DESCRIPTION OF SYMBOLS 20 AC power supply 21 Drive circuit 22 Fan motor 23 Rectifier circuit 24 Smoothing capacitor 25a-30a Switching element 25b-30b Reflux diode 31 Control means 32 Positioning memory means

Claims (9)

A fan motor comprising a fan and a brushless DC motor for driving the fan;
An inverter circuit having a function of driving the fan motor;
A vacuum cleaner comprising: control means for controlling the inverter circuit and having a function of positioning a brushless DC motor of the fan motor when the fan motor is stopped. A fan motor comprising a fan and a brushless DC motor for driving the fan;
An inverter circuit having a function of driving the fan motor;
Control means for controlling the inverter circuit and having a function of positioning the brushless DC motor of the fan motor between the time when power is input to the inverter circuit and the time when the fan motor start command is input; The vacuum cleaner characterized by comprising. The control means includes positioning storage means for storing that the positioning of the brushless DC motor of the fan motor has been performed. When no positioning execution memory is set in the positioning storage means, power is input to the inverter circuit. The electric vacuum cleaner according to claim 1, wherein the electric vacuum cleaner has a function of positioning the brushless DC motor of the fan motor from when the fan motor start command is input. The vacuum cleaner according to claim 1 or 2, wherein the control means performs positioning by supplying a direct current from the inverter circuit to the brushless DC motor. The said control means implements positioning by supplying a direct current with another pattern, after supplying a direct current with a predetermined pattern from the said inverter circuit to the said brushless DC motor. The vacuum cleaner of any one of.
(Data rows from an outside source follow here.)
//! The syntax-tree contract the evaluator consumes.
//!
//! Per spec.md §6, the tokenizer/parser is an external collaborator: any
//! conformant CSS parser producing these node kinds is acceptable. This enum
//! is the "duck-typed dispatch → tagged variants" redesign (spec.md §9) — a
//! single exhaustive `match` replaces the source's is-a dispatch chain.

/// One top-level or nested node in a parsed stylesheet.
#[derive(Debug, Clone, PartialEq)]
pub enum AstNode {
  /// A plain ruleset: `selector { declarations }`.
  Rule { selectors: SelectorList, children: Vec<AstNode> },
  /// A single declaration: `name: value`.
  Property { resolved_name: String, resolved_value: String },
  /// `@media <query-list> { ... }`.
  Media { query: Vec<String>, children: Vec<AstNode> },
  /// The generic at-rule catch-all: `@namespace`, `@page`, `@font-face`,
  /// `@keyframes`, and anything the evaluator does not recognize.
  Directive {
    name: String,
    value: Option<String>,
    resolved_value: Option<String>,
    children: Vec<AstNode>,
  },
  /// `@supports <condition> { ... }`.
  Supports { name: String, condition: String, children: Vec<AstNode> },
  /// One `<offset> { declarations }` entry inside an `@keyframes` directive.
  KeyframeRule { resolved_value: String, children: Vec<AstNode> },
  /// `@charset "<name>";`.
  Charset { name: String },
  /// `@import <uri> <query-list>;`.
  Import { resolved_uri: String, query: Vec<String> },
}

/// A complex selector: simple sequences joined by combinators.
#[derive(Debug, Clone, PartialEq)]
pub struct ComplexSelector {
  /// `sequences.len() == combinators.len() + 1`.
  pub sequences: Vec<SimpleSequence>,
  pub combinators: Vec<Combinator>,
}

pub type SelectorList = Vec<ComplexSelector>;

/// The combinator joining two adjacent simple sequences.
#[derive(Debug, Clone, Copy, PartialEq, Eq)]
pub enum Combinator {
  /// ` ` (whitespace).
  Descendant,
  /// `>`.
  Child,
  /// `+`.
  NextSibling,
  /// `~`.
  SubsequentSibling,
}

impl Combinator {
  pub fn as_str(self) -> &'static str {
    match self {
      Combinator::Descendant => " ",
      Combinator::Child => " > ",
      Combinator::NextSibling => " + ",
      Combinator::SubsequentSibling => " ~ ",
    }
  }
}

/// A maximal run of selector atoms not separated by a combinator.
#[derive(Debug, Clone, PartialEq, Default)]
pub struct SimpleSequence {
  pub members: Vec<SimpleMember>,
}

/// One atom of a simple-selector-sequence, typed per spec.md §6.
#[derive(Debug, Clone, PartialEq)]
pub enum SimpleMember {
  Universal,
  Element(String),
  Id(String),
  Class(String),
  /// A pseudo-element, e.g. `::before`.
  Placeholder(String),
  /// A pseudo-class, e.g. `:hover`, `:nth-child(2)`.
  Pseudo(String),
  /// An attribute selector, e.g. `[type="text"]`. Carries the raw inner
  /// text (without the surrounding brackets) so the canonicalizer can glue
  /// it onto the preceding member per §4.2 rule 2.
  Attribute(String),
}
A fan motor comprising a fan and a brushless DC motor for driving the fan;
An inverter circuit having a function of driving the fan motor;
A vacuum cleaner comprising: control means for controlling the inverter circuit and having a function of braking and decelerating the brushless DC motor of the fan motor after a stop command is input. The vacuum cleaner according to claim 6, wherein the control unit performs a deceleration by outputting a direct current from the inverter circuit to a brushless DC motor of the fan motor. The vacuum cleaner according to claim 6, wherein the control unit performs deceleration by outputting an AC current having a phase that does not generate regenerative power from the inverter circuit to the brushless DC motor of the fan motor. The vacuum cleaner according to any one of claims 6 to 8, wherein the control unit has a function of positioning the brushless DC motor after decelerating the fan motor.